(Items from a data source)
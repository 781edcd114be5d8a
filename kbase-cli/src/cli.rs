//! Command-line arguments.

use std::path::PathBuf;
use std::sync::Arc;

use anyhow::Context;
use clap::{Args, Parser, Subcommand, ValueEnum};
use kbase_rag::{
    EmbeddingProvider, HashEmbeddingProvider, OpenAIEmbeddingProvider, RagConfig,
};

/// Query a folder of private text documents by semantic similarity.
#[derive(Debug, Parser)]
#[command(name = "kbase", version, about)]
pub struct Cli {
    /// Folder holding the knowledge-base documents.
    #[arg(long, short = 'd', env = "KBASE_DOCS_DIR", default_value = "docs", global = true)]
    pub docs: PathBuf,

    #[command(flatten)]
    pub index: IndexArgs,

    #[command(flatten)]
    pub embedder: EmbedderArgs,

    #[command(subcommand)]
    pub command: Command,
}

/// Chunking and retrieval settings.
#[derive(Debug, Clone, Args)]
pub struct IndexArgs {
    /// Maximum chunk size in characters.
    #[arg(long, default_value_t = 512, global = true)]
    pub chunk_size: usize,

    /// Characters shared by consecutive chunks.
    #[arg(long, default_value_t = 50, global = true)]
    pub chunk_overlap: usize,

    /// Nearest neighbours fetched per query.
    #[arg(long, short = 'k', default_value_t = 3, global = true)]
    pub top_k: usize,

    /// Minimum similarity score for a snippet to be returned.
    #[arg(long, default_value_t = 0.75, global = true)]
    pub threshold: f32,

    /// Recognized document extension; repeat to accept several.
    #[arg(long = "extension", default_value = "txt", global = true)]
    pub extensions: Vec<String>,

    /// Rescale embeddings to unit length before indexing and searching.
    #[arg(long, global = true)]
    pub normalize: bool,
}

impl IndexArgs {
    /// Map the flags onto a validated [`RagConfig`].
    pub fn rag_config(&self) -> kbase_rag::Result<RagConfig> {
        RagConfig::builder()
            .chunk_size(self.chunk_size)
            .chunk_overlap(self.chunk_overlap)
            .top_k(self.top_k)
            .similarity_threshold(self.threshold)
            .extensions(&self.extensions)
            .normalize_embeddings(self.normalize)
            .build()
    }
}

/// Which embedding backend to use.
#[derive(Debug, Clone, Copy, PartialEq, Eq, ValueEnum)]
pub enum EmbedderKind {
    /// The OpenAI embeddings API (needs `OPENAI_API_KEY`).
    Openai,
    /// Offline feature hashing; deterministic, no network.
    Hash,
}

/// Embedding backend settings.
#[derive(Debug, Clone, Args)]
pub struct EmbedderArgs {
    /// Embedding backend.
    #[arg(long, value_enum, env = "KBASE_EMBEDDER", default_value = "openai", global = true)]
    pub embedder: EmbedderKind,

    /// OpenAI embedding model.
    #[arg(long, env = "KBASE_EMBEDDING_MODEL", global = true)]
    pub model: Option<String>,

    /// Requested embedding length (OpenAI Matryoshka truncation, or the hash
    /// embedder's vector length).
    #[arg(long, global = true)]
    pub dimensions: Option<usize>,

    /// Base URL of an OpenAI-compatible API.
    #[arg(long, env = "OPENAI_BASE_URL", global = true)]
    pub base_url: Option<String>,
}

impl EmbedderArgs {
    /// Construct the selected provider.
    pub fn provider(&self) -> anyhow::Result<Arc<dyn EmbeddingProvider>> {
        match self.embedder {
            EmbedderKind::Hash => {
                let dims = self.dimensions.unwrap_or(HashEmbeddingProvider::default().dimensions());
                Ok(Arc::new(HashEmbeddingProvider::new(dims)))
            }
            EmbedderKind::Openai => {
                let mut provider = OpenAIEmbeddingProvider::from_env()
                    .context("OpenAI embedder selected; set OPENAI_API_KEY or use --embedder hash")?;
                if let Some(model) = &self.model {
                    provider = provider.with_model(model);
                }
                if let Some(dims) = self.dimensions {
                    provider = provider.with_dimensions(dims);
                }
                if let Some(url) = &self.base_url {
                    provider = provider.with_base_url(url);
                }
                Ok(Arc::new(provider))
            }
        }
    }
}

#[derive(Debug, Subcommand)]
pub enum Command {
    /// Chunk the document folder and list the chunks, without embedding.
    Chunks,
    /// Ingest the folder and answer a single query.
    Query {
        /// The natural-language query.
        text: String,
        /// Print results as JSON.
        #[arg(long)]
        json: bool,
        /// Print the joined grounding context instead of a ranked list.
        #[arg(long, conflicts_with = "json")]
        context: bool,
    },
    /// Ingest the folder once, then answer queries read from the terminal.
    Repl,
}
...
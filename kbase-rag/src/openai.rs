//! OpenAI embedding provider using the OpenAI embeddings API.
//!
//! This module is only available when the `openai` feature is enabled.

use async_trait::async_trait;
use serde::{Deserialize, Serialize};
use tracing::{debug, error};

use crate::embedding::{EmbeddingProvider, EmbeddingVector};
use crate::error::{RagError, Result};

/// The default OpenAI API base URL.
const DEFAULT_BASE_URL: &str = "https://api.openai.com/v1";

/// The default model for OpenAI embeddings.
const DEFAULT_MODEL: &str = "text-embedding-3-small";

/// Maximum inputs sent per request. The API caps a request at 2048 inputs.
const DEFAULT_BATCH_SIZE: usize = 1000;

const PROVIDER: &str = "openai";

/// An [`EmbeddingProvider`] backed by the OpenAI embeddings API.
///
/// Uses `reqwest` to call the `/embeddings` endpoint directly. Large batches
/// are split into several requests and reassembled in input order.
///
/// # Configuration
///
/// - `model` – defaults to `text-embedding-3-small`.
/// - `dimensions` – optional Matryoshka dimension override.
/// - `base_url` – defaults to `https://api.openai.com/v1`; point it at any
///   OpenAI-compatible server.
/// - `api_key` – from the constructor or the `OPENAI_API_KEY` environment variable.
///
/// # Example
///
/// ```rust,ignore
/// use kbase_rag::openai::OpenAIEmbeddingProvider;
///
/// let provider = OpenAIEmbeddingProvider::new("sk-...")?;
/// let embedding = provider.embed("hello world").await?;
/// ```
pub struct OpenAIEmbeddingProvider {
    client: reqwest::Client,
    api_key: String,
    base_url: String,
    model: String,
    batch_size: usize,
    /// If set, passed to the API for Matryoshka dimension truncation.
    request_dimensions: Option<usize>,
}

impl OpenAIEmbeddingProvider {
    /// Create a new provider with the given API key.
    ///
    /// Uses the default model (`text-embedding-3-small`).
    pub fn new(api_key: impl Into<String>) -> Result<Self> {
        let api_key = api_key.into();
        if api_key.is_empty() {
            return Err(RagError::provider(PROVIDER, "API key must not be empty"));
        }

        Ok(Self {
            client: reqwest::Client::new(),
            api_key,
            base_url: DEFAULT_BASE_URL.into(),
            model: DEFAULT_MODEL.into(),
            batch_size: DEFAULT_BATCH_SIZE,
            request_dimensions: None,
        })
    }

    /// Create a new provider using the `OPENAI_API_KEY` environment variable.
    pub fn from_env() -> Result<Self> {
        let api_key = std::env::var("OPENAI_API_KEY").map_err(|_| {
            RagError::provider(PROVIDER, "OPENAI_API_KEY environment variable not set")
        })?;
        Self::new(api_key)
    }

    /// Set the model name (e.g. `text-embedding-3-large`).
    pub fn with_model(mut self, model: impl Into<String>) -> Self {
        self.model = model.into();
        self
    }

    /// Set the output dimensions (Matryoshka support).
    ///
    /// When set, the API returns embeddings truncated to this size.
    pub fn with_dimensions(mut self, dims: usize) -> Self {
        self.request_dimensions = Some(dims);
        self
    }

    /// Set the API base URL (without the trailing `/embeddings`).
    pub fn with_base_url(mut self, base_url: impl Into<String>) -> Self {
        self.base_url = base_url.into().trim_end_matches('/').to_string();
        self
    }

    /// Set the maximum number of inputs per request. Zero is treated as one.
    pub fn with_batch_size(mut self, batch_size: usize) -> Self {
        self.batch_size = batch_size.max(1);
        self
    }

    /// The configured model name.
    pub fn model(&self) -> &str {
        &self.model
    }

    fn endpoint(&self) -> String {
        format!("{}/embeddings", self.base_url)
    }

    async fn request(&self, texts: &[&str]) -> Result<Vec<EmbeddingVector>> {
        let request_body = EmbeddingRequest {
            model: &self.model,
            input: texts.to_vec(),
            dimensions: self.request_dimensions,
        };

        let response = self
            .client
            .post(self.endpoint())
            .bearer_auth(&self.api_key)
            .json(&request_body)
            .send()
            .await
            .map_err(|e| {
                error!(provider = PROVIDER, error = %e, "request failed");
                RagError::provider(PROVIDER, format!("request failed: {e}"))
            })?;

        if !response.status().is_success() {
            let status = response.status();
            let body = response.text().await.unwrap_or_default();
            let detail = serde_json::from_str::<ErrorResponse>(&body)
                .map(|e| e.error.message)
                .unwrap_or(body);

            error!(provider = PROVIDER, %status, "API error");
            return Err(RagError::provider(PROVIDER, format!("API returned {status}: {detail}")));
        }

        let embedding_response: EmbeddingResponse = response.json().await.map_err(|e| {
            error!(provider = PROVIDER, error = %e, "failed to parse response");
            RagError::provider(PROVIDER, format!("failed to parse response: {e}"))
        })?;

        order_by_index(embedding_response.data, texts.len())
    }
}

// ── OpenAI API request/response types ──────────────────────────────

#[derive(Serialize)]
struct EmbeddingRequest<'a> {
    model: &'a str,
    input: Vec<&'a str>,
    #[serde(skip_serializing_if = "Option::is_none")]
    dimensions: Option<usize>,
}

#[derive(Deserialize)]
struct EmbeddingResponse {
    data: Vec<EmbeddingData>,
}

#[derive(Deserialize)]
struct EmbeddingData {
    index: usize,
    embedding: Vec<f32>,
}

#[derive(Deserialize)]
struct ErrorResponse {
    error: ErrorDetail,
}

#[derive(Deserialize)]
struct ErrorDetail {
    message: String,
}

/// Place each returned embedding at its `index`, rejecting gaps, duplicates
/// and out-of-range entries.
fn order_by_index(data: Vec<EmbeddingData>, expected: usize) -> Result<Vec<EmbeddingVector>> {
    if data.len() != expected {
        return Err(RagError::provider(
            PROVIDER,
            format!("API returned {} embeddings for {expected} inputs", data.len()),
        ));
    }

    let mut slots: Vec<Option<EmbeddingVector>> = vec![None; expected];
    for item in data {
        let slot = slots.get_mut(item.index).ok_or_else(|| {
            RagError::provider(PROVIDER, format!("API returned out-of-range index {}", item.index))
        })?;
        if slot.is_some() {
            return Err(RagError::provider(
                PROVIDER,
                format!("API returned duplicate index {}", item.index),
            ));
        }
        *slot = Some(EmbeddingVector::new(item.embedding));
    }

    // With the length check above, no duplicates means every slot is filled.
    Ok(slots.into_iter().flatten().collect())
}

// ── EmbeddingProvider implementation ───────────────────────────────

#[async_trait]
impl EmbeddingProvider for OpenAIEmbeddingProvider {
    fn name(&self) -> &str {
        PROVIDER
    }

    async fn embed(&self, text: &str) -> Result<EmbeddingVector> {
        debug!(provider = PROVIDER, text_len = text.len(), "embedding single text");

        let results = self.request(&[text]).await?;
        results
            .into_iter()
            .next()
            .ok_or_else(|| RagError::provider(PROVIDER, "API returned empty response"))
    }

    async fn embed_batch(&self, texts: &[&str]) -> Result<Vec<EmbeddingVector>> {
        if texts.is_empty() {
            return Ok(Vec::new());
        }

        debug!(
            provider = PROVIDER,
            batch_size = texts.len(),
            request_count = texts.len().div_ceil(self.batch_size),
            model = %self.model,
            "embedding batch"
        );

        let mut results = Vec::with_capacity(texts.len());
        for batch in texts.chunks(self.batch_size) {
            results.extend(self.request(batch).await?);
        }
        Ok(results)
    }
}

## Task
Copy out each line of the data above, exactly, if it lies between the line holding "for OpenAI embeddings." and the line holding "point it at any", inclusive; copy no other line.

## Answer section
/// The default model for OpenAI embeddings.
const DEFAULT_MODEL: &str = "text-embedding-3-small";

/// Maximum inputs sent per request. The API caps a request at 2048 inputs.
const DEFAULT_BATCH_SIZE: usize = 1000;

const PROVIDER: &str = "openai";

/// An [`EmbeddingProvider`] backed by the OpenAI embeddings API.
///
/// Uses `reqwest` to call the `/embeddings` endpoint directly. Large batches
/// are split into several requests and reassembled in input order.
///
/// # Configuration
///
/// - `model` – defaults to `text-embedding-3-small`.
/// - `dimensions` – optional Matryoshka dimension override.
/// - `base_url` – defaults to `https://api.openai.com/v1`; point it at any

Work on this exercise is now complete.